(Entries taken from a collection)
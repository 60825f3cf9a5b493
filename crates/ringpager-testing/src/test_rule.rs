use std::rc::Rc;

use ringpager_foundation::{
    CircularPager, PageContentProvider, PagerScrollState, PagerSpec, ScrollSurface,
};

use crate::recording::{RecordingObserver, TestContentProvider, TestPage};

/// Upper bound on notification rounds in [`PagerTestRule::pump`]. A pager
/// that recenters silently settles in one round.
const MAX_PUMP_ROUNDS: usize = 16;

/// Drives a [`CircularPager`] the way a host event loop would.
///
/// Owns a [`PagerScrollState`] attached to the pager and a
/// [`RecordingObserver`] registered on it. Gestures move the scroll state
/// through its notifying entry point, then [`pump`](Self::pump) delivers the
/// queued notifications to the pager until none are left.
pub struct PagerTestRule<C: 'static = TestPage> {
    pager: CircularPager<C>,
    scroll_state: PagerScrollState,
    observer: RecordingObserver,
}

impl PagerTestRule<TestPage> {
    /// Creates a rule with a [`TestContentProvider`] of `page_count` pages
    /// already attached, returning the provider alongside.
    pub fn with_pages(
        viewport_width: f32,
        page_count: usize,
        spec: PagerSpec,
    ) -> (Self, Rc<TestContentProvider>) {
        let provider = TestContentProvider::new(page_count);
        let mut rule = Self::new(viewport_width, spec);
        rule.set_provider(provider.clone());
        (rule, provider)
    }
}

impl<C: 'static> PagerTestRule<C> {
    /// Creates a rule with an attached surface and no provider.
    pub fn new(viewport_width: f32, spec: PagerSpec) -> Self {
        let scroll_state = PagerScrollState::new(viewport_width);
        let observer = RecordingObserver::new();
        let mut pager = CircularPager::new(spec);
        pager.add_observer(Box::new(observer.clone()));
        pager.attach_surface(scroll_state.clone());
        Self {
            pager,
            scroll_state,
            observer,
        }
    }

    pub fn set_provider<P>(&mut self, provider: Rc<P>)
    where
        P: PageContentProvider<Content = C> + 'static,
    {
        self.pager.set_provider(provider);
    }

    pub fn pager(&self) -> &CircularPager<C> {
        &self.pager
    }

    pub fn pager_mut(&mut self) -> &mut CircularPager<C> {
        &mut self.pager
    }

    pub fn scroll_state(&self) -> &PagerScrollState {
        &self.scroll_state
    }

    pub fn observer(&self) -> &RecordingObserver {
        &self.observer
    }

    pub fn viewport_width(&self) -> f32 {
        self.scroll_state.viewport_width()
    }

    /// Drags the content by `delta` pixels and delivers the resulting
    /// notifications. Positive deltas move toward the next page.
    pub fn drag_by(&mut self, delta: f32) -> f32 {
        let consumed = self.scroll_state.scroll_by(delta);
        self.pump();
        consumed
    }

    /// Drags through a gesture made of several moves, pumping after each.
    pub fn drag_steps(&mut self, deltas: &[f32]) {
        for delta in deltas {
            self.drag_by(*delta);
        }
    }

    /// A full-page swipe toward the next page.
    pub fn swipe_forward(&mut self) {
        let width = self.viewport_width();
        self.drag_by(width);
    }

    /// A full-page swipe toward the previous page.
    pub fn swipe_backward(&mut self) {
        let width = self.viewport_width();
        self.drag_by(-width);
    }

    /// Delivers queued scroll notifications until the surface is quiet.
    ///
    /// The queue holds a count, not offsets: every notification queued
    /// since the last pump is delivered against the surface's offset at
    /// pump time. Moves that must each be seen at their own offset go
    /// through [`drag_steps`](Self::drag_steps), which pumps after every
    /// move.
    ///
    /// Returns the number of notifications delivered. Panics if the pager
    /// keeps producing notifications, which means a recenter went through
    /// the notifying path.
    pub fn pump(&mut self) -> usize {
        let mut delivered = 0;
        for _ in 0..MAX_PUMP_ROUNDS {
            let pending = self.scroll_state.take_pending_notifications();
            if pending == 0 {
                return delivered;
            }
            for _ in 0..pending {
                self.pager.on_scroll_changed();
            }
            delivered += pending;
        }
        panic!(
            "scroll notifications did not settle after {} rounds ({} delivered)",
            MAX_PUMP_ROUNDS, delivered
        );
    }

    /// Resizes the viewport and tells the pager about it.
    pub fn resize(&mut self, viewport_width: f32) {
        self.scroll_state.set_viewport_width(viewport_width);
        self.pager.on_viewport_resized();
    }

    /// Whether the surface currently sits on its neutral center offset.
    pub fn is_centered(&self) -> bool {
        ringpager_foundation::is_centered(self.scroll_state.value(), self.viewport_width())
    }
}

impl<C: 'static> std::fmt::Debug for PagerTestRule<C> {
    fn fmt(&self, f: &mut std::fmt::Formatter<'_>) -> std::fmt::Result {
        f.debug_struct("PagerTestRule")
            .field("pager", &self.pager)
            .field("scroll_state", &self.scroll_state)
            .finish()
    }
}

**Task:** Output the data in full, exactly as it stands.

**The completed task:**
repository 60825f3cf9a5b493
filename crates/ringpager-testing/src/test_rule.rs
use std::rc::Rc;

use ringpager_foundation::{
    CircularPager, PageContentProvider, PagerScrollState, PagerSpec, ScrollSurface,
};

use crate::recording::{RecordingObserver, TestContentProvider, TestPage};

/// Upper bound on notification rounds in [`PagerTestRule::pump`]. A pager
/// that recenters silently settles in one round.
const MAX_PUMP_ROUNDS: usize = 16;

/// Drives a [`CircularPager`] the way a host event loop would.
///
/// Owns a [`PagerScrollState`] attached to the pager and a
/// [`RecordingObserver`] registered on it. Gestures move the scroll state
/// through its notifying entry point, then [`pump`](Self::pump) delivers the
/// queued notifications to the pager until none are left.
pub struct PagerTestRule<C: 'static = TestPage> {
    pager: CircularPager<C>,
    scroll_state: PagerScrollState,
    observer: RecordingObserver,
}

impl PagerTestRule<TestPage> {
    /// Creates a rule with a [`TestContentProvider`] of `page_count` pages
    /// already attached, returning the provider alongside.
    pub fn with_pages(
        viewport_width: f32,
        page_count: usize,
        spec: PagerSpec,
    ) -> (Self, Rc<TestContentProvider>) {
        let provider = TestContentProvider::new(page_count);
        let mut rule = Self::new(viewport_width, spec);
        rule.set_provider(provider.clone());
        (rule, provider)
    }
}

impl<C: 'static> PagerTestRule<C> {
    /// Creates a rule with an attached surface and no provider.
    pub fn new(viewport_width: f32, spec: PagerSpec) -> Self {
        let scroll_state = PagerScrollState::new(viewport_width);
        let observer = RecordingObserver::new();
        let mut pager = CircularPager::new(spec);
        pager.add_observer(Box::new(observer.clone()));
        pager.attach_surface(scroll_state.clone());
        Self {
            pager,
            scroll_state,
            observer,
        }
    }

    pub fn set_provider<P>(&mut self, provider: Rc<P>)
    where
        P: PageContentProvider<Content = C> + 'static,
    {
        self.pager.set_provider(provider);
    }

    pub fn pager(&self) -> &CircularPager<C> {
        &self.pager
    }

    pub fn pager_mut(&mut self) -> &mut CircularPager<C> {
        &mut self.pager
    }

    pub fn scroll_state(&self) -> &PagerScrollState {
        &self.scroll_state
    }

    pub fn observer(&self) -> &RecordingObserver {
        &self.observer
    }

    pub fn viewport_width(&self) -> f32 {
        self.scroll_state.viewport_width()
    }

    /// Drags the content by `delta` pixels and delivers the resulting
    /// notifications. Positive deltas move toward the next page.
    pub fn drag_by(&mut self, delta: f32) -> f32 {
        let consumed = self.scroll_state.scroll_by(delta);
        self.pump();
        consumed
    }

    /// Drags through a gesture made of several moves, pumping after each.
    pub fn drag_steps(&mut self, deltas: &[f32]) {
        for delta in deltas {
            self.drag_by(*delta);
        }
    }

    /// A full-page swipe toward the next page.
    pub fn swipe_forward(&mut self) {
        let width = self.viewport_width();
        self.drag_by(width);
    }

    /// A full-page swipe toward the previous page.
    pub fn swipe_backward(&mut self) {
        let width = self.viewport_width();
        self.drag_by(-width);
    }

    /// Delivers queued scroll notifications until the surface is quiet.
    ///
    /// The queue holds a count, not offsets: every notification queued
    /// since the last pump is delivered against the surface's offset at
    /// pump time. Moves that must each be seen at their own offset go
    /// through [`drag_steps`](Self::drag_steps), which pumps after every
    /// move.
    ///
    /// Returns the number of notifications delivered. Panics if the pager
    /// keeps producing notifications, which means a recenter went through
    /// the notifying path.
    pub fn pump(&mut self) -> usize {
        let mut delivered = 0;
        for _ in 0..MAX_PUMP_ROUNDS {
            let pending = self.scroll_state.take_pending_notifications();
            if pending == 0 {
                return delivered;
            }
            for _ in 0..pending {
                self.pager.on_scroll_changed();
            }
            delivered += pending;
        }
        panic!(
            "scroll notifications did not settle after {} rounds ({} delivered)",
            MAX_PUMP_ROUNDS, delivered
        );
    }

    /// Resizes the viewport and tells the pager about it.
    pub fn resize(&mut self, viewport_width: f32) {
        self.scroll_state.set_viewport_width(viewport_width);
        self.pager.on_viewport_resized();
    }

    /// Whether the surface currently sits on its neutral center offset.
    pub fn is_centered(&self) -> bool {
        ringpager_foundation::is_centered(self.scroll_state.value(), self.viewport_width())
    }
}

impl<C: 'static> std::fmt::Debug for PagerTestRule<C> {
    fn fmt(&self, f: &mut std::fmt::Formatter<'_>) -> std::fmt::Result {
        f.debug_struct("PagerTestRule")
            .field("pager", &self.pager)
            .field("scroll_state", &self.scroll_state)
            .finish()
    }
}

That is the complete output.